Dopo aver incassato le dichiarazioni del presidente dell’Agenzia Internazionale per l’Energia Atomica (Aiea) Mohammed El-Baradei, che ha definito ‘gonfiata’ la minaccia nucleare di Teheran in un’intervista concessa al quotidiano britannico Times, l’esecutivo iraniano ha rilanciato la sua proposta al gruppo 5+1 (Francia, Russia, Gran Bretagna, Cina, Usa e Germania). Al gruppo, che si riunirà oggi a Francoforte per valutare nuove sanzioni all’Iran, il governo di Teheran presenterà un nuovo pacchetto di proposte, come ha annunciato ieri Saeed Jalili, negoziatore capo, in un’intervista alla televisione di Stato Irib. Ahmadinejad, dunque, tenta la carta del negoziato, ma non è solo l’Occidente a mettere pressione all’Iran.

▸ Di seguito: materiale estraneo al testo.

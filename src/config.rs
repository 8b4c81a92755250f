use std::env;
use std::path::PathBuf;
use std::time::Duration;

use crate::error::{Result, SyncError};

pub const TOKEN_ENDPOINT: &str = "/oauthorize/token";
pub const PRODUCTS_ENDPOINT: &str = "/product";
pub const INVENTORY_ENDPOINT: &str = "/inventory-status";
pub const TEAMS_ENDPOINT: &str = "/teams";
pub const VENUES_ENDPOINT: &str = "/venues";
pub const COMPETITIONS_ENDPOINT: &str = "/competitions";
pub const COUNTRIES_ENDPOINT: &str = "/countries";
pub const TICKET_CATEGORIES_ENDPOINT: &str = "/ticket-categories";
pub const DELIVERY_METHODS_ENDPOINT: &str = "/delivery-methods";

/// Durable cache keys.
pub mod keys {
    pub const PRODUCTS: &str = "tc_products";
    pub const LAST_SYNC: &str = "tc_last_sync";
    pub const INVENTORY: &str = "tc_inventory";
    pub const LAST_INVENTORY_SYNC: &str = "tc_last_inventory_sync";
    pub const STATIC_DATA: &str = "tc_static_data";
}

pub const PAGE_SIZE: u32 = 100;
/// Server-imposed limit on ids per inventory-status request.
pub const INVENTORY_BATCH_SIZE: usize = 100;
/// Tokens are treated as expired this long before their stated expiry.
pub const TOKEN_EXPIRY_BUFFER_MS: i64 = 60 * 1000;
pub const STATIC_DATA_MAX_AGE_MS: i64 = 24 * 60 * 60 * 1000;

pub const CATALOG_SYNC_INTERVAL: Duration = Duration::from_secs(60 * 60);
pub const REFERENCE_SYNC_INTERVAL: Duration = Duration::from_secs(24 * 60 * 60);
pub const INVENTORY_SYNC_INTERVAL: Duration = Duration::from_secs(60);

pub const DEFAULT_TIMEOUT: Duration = Duration::from_secs(30);
pub const CACHE_DB_FILE: &str = "ticketsync.duckdb";

pub const ENV_BASE_URL: &str = "TICKETSYNC_API_BASE_URL";
pub const ENV_USERNAME: &str = "TICKETSYNC_API_USERNAME";
pub const ENV_PASSWORD: &str = "TICKETSYNC_API_PASSWORD";
pub const ENV_ENVIRONMENT: &str = "TICKETSYNC_ENV";

/// Connection settings supplied at process start.
#[derive(Clone)]
pub struct SdkConfig {
    pub base_url: String,
    pub username: String,
    pub password: String,
    /// Free-form deployment tag, e.g. `sandbox` or `production`.
    pub environment: String,
    pub cache_dir: Option<PathBuf>,
    pub timeout: Duration,
}

impl SdkConfig {
    pub fn new(
        base_url: impl Into<String>,
        username: impl Into<String>,
        password: impl Into<String>,
    ) -> Self {
        Self {
            base_url: base_url.into().trim_end_matches('/').to_string(),
            username: username.into(),
            password: password.into(),
            environment: "sandbox".to_string(),
            cache_dir: None,
            timeout: DEFAULT_TIMEOUT,
        }
    }

    /// Read the configuration from `TICKETSYNC_*` environment variables.
    pub fn from_env() -> Result<Self> {
        let mut config = Self::new(
            required_env(ENV_BASE_URL)?,
            required_env(ENV_USERNAME)?,
            required_env(ENV_PASSWORD)?,
        );
        if let Ok(environment) = env::var(ENV_ENVIRONMENT) {
            if !environment.trim().is_empty() {
                config.environment = environment.trim().to_string();
            }
        }
        Ok(config)
    }

    pub fn validate(&self) -> Result<()> {
        if self.base_url.is_empty() {
            return Err(SyncError::Config("base URL is empty".into()));
        }
        if !self.base_url.starts_with("http://") && !self.base_url.starts_with("https://") {
            return Err(SyncError::Config(format!(
                "base URL must be http(s): {}",
                self.base_url
            )));
        }
        if self.username.is_empty() || self.password.is_empty() {
            return Err(SyncError::Config("service credentials are missing".into()));
        }
        Ok(())
    }

    pub fn resolved_cache_dir(&self) -> PathBuf {
        self.cache_dir.clone().unwrap_or_else(default_cache_dir)
    }
}

// Credentials stay out of debug output.
impl std::fmt::Debug for SdkConfig {
    fn fmt(&self, f: &mut std::fmt::Formatter<'_>) -> std::fmt::Result {
        f.debug_struct("SdkConfig")
            .field("base_url", &self.base_url)
            .field("username", &self.username)
            .field("password", &"***")
            .field("environment", &self.environment)
            .field("cache_dir", &self.cache_dir)
            .field("timeout", &self.timeout)
            .finish()
    }
}

fn required_env(name: &str) -> Result<String> {
    match env::var(name) {
        Ok(value) if !value.trim().is_empty() => Ok(value.trim().to_string()),
        _ => Err(SyncError::Config(format!("{} is not set", name))),
    }
}

pub fn default_cache_dir() -> PathBuf {
    if let Some(cache) = dirs::cache_dir() {
        cache.join("ticketsync-sdk")
    } else {
        PathBuf::from(".ticketsync-sdk-cache")
    }
}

Ieri Amr Moussa, segretario generale della Lega Araba, in un’intervista al quotidiano kuwaitiano al-Jarida, ha espressamente invitato l’Iran a cessare le sue interferenze nei confronti delle comunità sciite in Yemen, Libano, Iraq e nei Territori Palestinesi. Un attacco diretto del mondo sunnita, che ha nell’Arabia Saudita il principale nemico ‘dell’imperialismo sciita’ che ha caratterizzato il precedente mandato di Ahmadinejad.